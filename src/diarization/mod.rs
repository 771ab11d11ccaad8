//! Speaker diarization stage and cross-chunk identity tracking

pub mod engine;
pub mod stage;
pub mod tracker;
pub mod types;

pub use engine::{cosine_similarity, Diarizer, FeatureDiarizer};
pub use stage::DiarizerStage;
pub use tracker::SpeakerTracker;
pub use types::{DiarizedChunk, DiarizerConfig, LocalTurn, SpeakerTurn};
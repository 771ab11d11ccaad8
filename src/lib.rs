//! batchscribe - resource-aware batch transcription engine
//!
//! Orchestrates long-running speech-to-text plus speaker-diarization jobs
//! on a multi-core server with bounded memory: a governor admits jobs
//! against static ceilings, audio is split into silence-aligned chunks,
//! chunks stream through the recognizer and diarizer stages over bounded
//! channels, and a merger fuses both outputs into one speaker-attributed
//! timeline.

pub mod asr;
pub mod audio;
pub mod config;
pub mod diarization;
pub mod merge;
pub mod orchestrator;
pub mod resources;

pub use orchestrator::{Orchestrator, OrchestratorConfig};
pub use resources::JobPriority;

--------------------------------

- **Task**: The records need to be reproduced in their entirety, word for word.

- **Result**:
filename src/diarization/mod.rs
repository 771ab11d11ccaad8
//! Speaker diarization stage and cross-chunk identity tracking

pub mod engine;
pub mod stage;
pub mod tracker;
pub mod types;

pub use engine::{cosine_similarity, Diarizer, FeatureDiarizer};
pub use stage::DiarizerStage;
pub use tracker::SpeakerTracker;
pub use types::{DiarizedChunk, DiarizerConfig, LocalTurn, SpeakerTurn};
repository 771ab11d11ccaad8
filename src/lib.rs
//! batchscribe - resource-aware batch transcription engine
//!
//! Orchestrates long-running speech-to-text plus speaker-diarization jobs
//! on a multi-core server with bounded memory: a governor admits jobs
//! against static ceilings, audio is split into silence-aligned chunks,
//! chunks stream through the recognizer and diarizer stages over bounded
//! channels, and a merger fuses both outputs into one speaker-attributed
//! timeline.

pub mod asr;
pub mod audio;
pub mod config;
pub mod diarization;
pub mod merge;
pub mod orchestrator;
pub mod resources;

pub use orchestrator::{Orchestrator, OrchestratorConfig};
pub use resources::JobPriority;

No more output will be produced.